◆ **Exercise details**: Whenever a line contains "failed", include it in the count; reply with the number of such lines in the data and nothing else.

[Records drawn from a dataset]
- - -

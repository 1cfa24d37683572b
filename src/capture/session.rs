//! One game being recorded: its setup, the event log, the capture wizard and the
//! round trips to the recovery slot and the game store.
//!
//! The in-memory log is authoritative while the game is open. Store failures are
//! returned to the caller and logged, but never undo an in-memory change.

use serde::{Deserialize, Serialize};
use tracing::{debug, info, warn};

use super::event_log::{EventLog, LogError};
use super::wizard::{CaptureMode, CaptureWizard, WizardError, WizardStep};
use crate::error::AppError;
use crate::models::{
    ActionType, Championship, ColorPair, Event, EventId, Game, GameColors, GameScore, GameTeams,
    GameType, Player, RinkPoint, ScoreData, Season, Side, Team,
};
use crate::roster::{RosterRulesTable, validate_start};
use crate::stats::score_of;
use crate::storage::{GameRepository, RecoveryStore, now_timestamp};

/// Everything chosen on the start screen before the first event is recorded.
#[derive(Debug, Clone, PartialEq, Serialize, Deserialize)]
#[serde(rename_all = "camelCase")]
pub struct GameSetup {
    pub season: Season,
    pub championship: Championship,
    pub game_type: GameType,
    #[serde(default)]
    pub rink_image: String,
    /// Home team with `roster` holding the players dressed for this game
    pub home_team: Team,
    pub away_team: Team,
    #[serde(default)]
    pub home_colors: ColorPair,
    #[serde(default)]
    pub away_colors: ColorPair,
}

impl GameSetup {
    pub fn team(&self, side: Side) -> &Team {
        match side {
            Side::Home => &self.home_team,
            Side::Away => &self.away_team,
        }
    }

    /// Side of a team taking part in this game.
    pub fn side_of(&self, team_id: &str) -> Option<Side> {
        if self.home_team.id == team_id {
            Some(Side::Home)
        } else if self.away_team.id == team_id {
            Some(Side::Away)
        } else {
            None
        }
    }

    fn from_game(game: &Game) -> Self {
        GameSetup {
            season: game.season.clone(),
            championship: game.championship,
            game_type: game.game_type,
            rink_image: game.selected_image.clone(),
            home_team: game.teams.home.clone(),
            away_team: game.teams.away.clone(),
            home_colors: game.colors.home.clone(),
            away_colors: game.colors.away.clone(),
        }
    }
}

/// Contents of the recovery slot.
#[derive(Debug, Clone, PartialEq, Serialize, Deserialize)]
#[serde(rename_all = "camelCase")]
pub struct UnfinishedGame {
    pub setup: GameSetup,
    #[serde(default)]
    pub home_score: ScoreData,
    #[serde(default)]
    pub away_score: ScoreData,
    #[serde(default)]
    pub actions: Vec<Event>,
}

impl UnfinishedGame {
    /// Snapshot with the score recomputed from `actions`.
    pub fn new(setup: GameSetup, actions: &[Event]) -> Self {
        let score = score_of(actions, &setup.home_team.id);
        UnfinishedGame {
            setup,
            home_score: score.home,
            away_score: score.away,
            actions: actions.to_vec(),
        }
    }
}

/// Where the session came from, which decides how it is written back.
#[derive(Debug, Clone, PartialEq)]
pub enum SessionOrigin {
    /// Fresh or recovered game, not yet in the game store
    New,
    /// Finalized game opened for editing
    Saved(Game),
}

#[derive(Debug)]
pub struct GameSession {
    setup: GameSetup,
    log: EventLog,
    wizard: CaptureWizard,
    origin: SessionOrigin,
    autosave: bool,
    dirty: bool,
}

impl GameSession {
    /// Opens a session for a setup that has already passed validation.
    pub fn new(setup: GameSetup, autosave: bool) -> Self {
        let log = EventLog::new(setup.home_team.id.clone());
        info!(
            "Starting game {} vs {} ({}, {}, {})",
            setup.home_team.name,
            setup.away_team.name,
            setup.season,
            setup.championship,
            setup.game_type
        );
        GameSession {
            setup,
            log,
            wizard: CaptureWizard::new(),
            origin: SessionOrigin::New,
            autosave,
            dirty: false,
        }
    }

    /// Validates the setup and rosters, then opens the session.
    ///
    /// All problems are reported together in one `InvalidSetup` error.
    pub fn start(
        setup: GameSetup,
        rules: &RosterRulesTable,
        autosave: bool,
    ) -> Result<Self, AppError> {
        let errors = validate_start(&setup, rules);
        if !errors.is_empty() {
            let message = errors.values().cloned().collect::<Vec<_>>().join("; ");
            return Err(AppError::invalid_setup(message));
        }
        Ok(GameSession::new(setup, autosave))
    }

    /// Reopens a game from the recovery slot. The score always comes from the
    /// actions; a stored score that disagrees is only reported.
    pub fn restore(snapshot: UnfinishedGame, autosave: bool) -> Self {
        let log = EventLog::from_actions(snapshot.setup.home_team.id.clone(), snapshot.actions);
        let stored = GameScore {
            home: snapshot.home_score,
            away: snapshot.away_score,
        };
        if stored != log.score() {
            warn!(
                "Recovered score {:?} did not match its actions, using {:?}",
                stored,
                log.score()
            );
        }
        info!(
            "Restored unfinished game {} vs {} with {} actions",
            snapshot.setup.home_team.name,
            snapshot.setup.away_team.name,
            log.len()
        );
        GameSession {
            setup: snapshot.setup,
            log,
            wizard: CaptureWizard::new(),
            origin: SessionOrigin::New,
            autosave,
            dirty: false,
        }
    }

    /// Opens a finalized game for editing. Autosave does not apply to saved games.
    pub fn from_saved(game: Game) -> Self {
        let setup = GameSetup::from_game(&game);
        let log = EventLog::from_actions(game.home_team_id().to_string(), game.actions.clone());
        if log.score() != game.score {
            warn!(
                "Stored score of game {} did not match its actions, using recomputed score",
                game.id
            );
        }
        GameSession {
            setup,
            log,
            wizard: CaptureWizard::new(),
            origin: SessionOrigin::Saved(game),
            autosave: false,
            dirty: false,
        }
    }

    pub fn setup(&self) -> &GameSetup {
        &self.setup
    }

    pub fn log(&self) -> &EventLog {
        &self.log
    }

    pub fn wizard(&self) -> &CaptureWizard {
        &self.wizard
    }

    pub fn origin(&self) -> &SessionOrigin {
        &self.origin
    }

    pub fn score(&self) -> GameScore {
        self.log.score()
    }

    /// True when events changed since the last write to the recovery slot or store.
    pub fn is_dirty(&self) -> bool {
        self.dirty
    }

    pub fn autosave_enabled(&self) -> bool {
        self.autosave
    }

    pub fn set_autosave(&mut self, enabled: bool) {
        self.autosave = enabled;
    }

    /// Starts capturing a new event at the clicked rink location.
    pub fn click_rink(&mut self, position: RinkPoint) -> Result<(), AppError> {
        self.wizard.begin(position)?;
        Ok(())
    }

    /// Opens an existing event in the wizard for editing.
    pub fn edit_event(&mut self, id: EventId) -> Result<(), AppError> {
        let event = self.log.get(id).ok_or(LogError::UnknownEvent { id })?;
        self.wizard.begin_edit(event)?;
        Ok(())
    }

    pub fn select_action(
        &mut self,
        action_type: ActionType,
        side: Side,
        period: u32,
        time: u32,
    ) -> Result<(), WizardError> {
        let team = self.setup.team(side).to_ref();
        self.wizard.select_action(action_type, team, period, time)
    }

    pub fn select_player(&mut self, player: Player) -> Result<(), WizardError> {
        self.wizard.select_player(player)
    }

    pub fn select_assists(&mut self, assists: Vec<Player>) -> Result<(), WizardError> {
        self.wizard.select_assists(assists)
    }

    /// Steps the wizard back one step and returns the step it landed on.
    pub fn back(&mut self) -> Result<WizardStep, WizardError> {
        self.wizard.back()
    }

    /// Jumps the wizard back to an earlier step, e.g. to change the action type
    /// or team of an event opened with [`GameSession::edit_event`].
    pub fn back_to(&mut self, target: WizardStep) -> Result<(), WizardError> {
        self.wizard.back_to(target)
    }

    /// Players that can be picked for the team chosen in the current draft.
    pub fn player_choices(&self) -> Vec<Player> {
        self.drafted_side()
            .map(|side| self.setup.team(side).roster.clone())
            .unwrap_or_default()
    }

    /// Assist choices: the placeholder first, then the drafted team's dressed
    /// players other than the scorer.
    pub fn assist_choices(&self) -> Vec<Player> {
        let scorer_id = self.wizard.draft().player.as_ref().map(|p| p.id.clone());
        let mut choices = vec![Player::placeholder()];
        choices.extend(
            self.player_choices()
                .into_iter()
                .filter(|p| Some(&p.id) != scorer_id.as_ref()),
        );
        choices
    }

    fn drafted_side(&self) -> Option<Side> {
        let team = self.wizard.draft().team.as_ref()?;
        self.setup.side_of(&team.id)
    }

    /// Applies the confirmed draft to the log.
    ///
    /// Returns the id of the added or edited event, or `None` when the draft was
    /// not ready and nothing changed.
    pub fn confirm_capture(&mut self) -> Result<Option<EventId>, AppError> {
        let Some(captured) = self.wizard.confirm() else {
            return Ok(None);
        };

        let id = match captured.mode {
            CaptureMode::Create => self.log.append(captured.event),
            CaptureMode::Edit(id) => {
                self.log.replace(id, captured.event)?;
                id
            }
        };
        self.dirty = true;
        Ok(Some(id))
    }

    pub fn cancel_capture(&mut self) -> bool {
        self.wizard.cancel()
    }

    pub fn delete_event(&mut self, id: EventId) -> Result<Event, AppError> {
        let removed = self.log.remove(id)?;
        self.dirty = true;
        Ok(removed)
    }

    pub fn snapshot(&self) -> UnfinishedGame {
        UnfinishedGame::new(self.setup.clone(), self.log.events())
    }

    /// Writes the recovery slot when autosave is on and something changed.
    /// Returns whether a write happened.
    pub async fn autosave(&mut self, store: &dyn RecoveryStore) -> Result<bool, AppError> {
        if !self.autosave || !self.dirty || matches!(self.origin, SessionOrigin::Saved(_)) {
            return Ok(false);
        }
        match store.save(&self.snapshot()).await {
            Ok(()) => {
                self.dirty = false;
                debug!("Autosaved {} actions", self.log.len());
                Ok(true)
            }
            Err(e) => {
                warn!("Autosave failed, game stays in memory: {}", e);
                Err(e)
            }
        }
    }

    /// Writes the recovery slot regardless of the autosave setting.
    pub async fn save_locally(&mut self, store: &dyn RecoveryStore) -> Result<(), AppError> {
        if let Err(e) = store.save(&self.snapshot()).await {
            warn!("Saving game locally failed: {}", e);
            return Err(e);
        }
        self.dirty = false;
        info!("Saved game locally ({} actions)", self.log.len());
        Ok(())
    }

    /// The game document as it would be stored now.
    pub fn to_game(&self) -> Game {
        let (id, timestamp) = match &self.origin {
            SessionOrigin::Saved(game) => (game.id.clone(), game.timestamp.clone()),
            SessionOrigin::New => (String::new(), now_timestamp()),
        };
        Game {
            id,
            game_type: self.setup.game_type,
            season: self.setup.season.clone(),
            championship: self.setup.championship,
            actions: self.log.to_actions(),
            timestamp,
            score: self.log.score(),
            teams: GameTeams {
                home: self.setup.home_team.clone(),
                away: self.setup.away_team.clone(),
            },
            colors: GameColors {
                home: self.setup.home_colors.clone(),
                away: self.setup.away_colors.clone(),
            },
            selected_image: self.setup.rink_image.clone(),
        }
    }

    /// Ends the game: refuses a tie, stores the full game and empties the
    /// recovery slot.
    ///
    /// A game opened from the store is overwritten in place instead of added.
    pub async fn finalize(
        &mut self,
        repo: &dyn GameRepository,
        recovery: &dyn RecoveryStore,
    ) -> Result<Game, AppError> {
        let score = self.log.score();
        if score.is_tied() {
            return Err(AppError::TiedGame {
                home: score.home.goals,
                away: score.away.goals,
            });
        }

        let game = self.to_game();
        let stored = match &self.origin {
            SessionOrigin::New => repo.save(game).await,
            SessionOrigin::Saved(_) => repo.update(game).await,
        }
        .inspect_err(|e| warn!("Finalizing game failed: {}", e))?;

        if let Err(e) = recovery.clear().await {
            warn!("Game {} saved but recovery slot not cleared: {}", stored.id, e);
        }

        info!(
            "Finalized game {}: {} {} - {} {}",
            stored.id,
            stored.teams.home.name,
            score.home.goals,
            score.away.goals,
            stored.teams.away.name
        );
        self.origin = SessionOrigin::Saved(stored.clone());
        self.dirty = false;
        Ok(stored)
    }

    /// Writes an edited saved game back with its full action list and score.
    pub async fn persist(&mut self, repo: &dyn GameRepository) -> Result<Game, AppError> {
        if !matches!(self.origin, SessionOrigin::Saved(_)) {
            return Err(AppError::missing_id("game", "update"));
        }
        let stored = repo
            .update(self.to_game())
            .await
            .inspect_err(|e| warn!("Updating saved game failed: {}", e))?;
        self.origin = SessionOrigin::Saved(stored.clone());
        self.dirty = false;
        Ok(stored)
    }
}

- - -

◆ **Solution to this exercise**: 4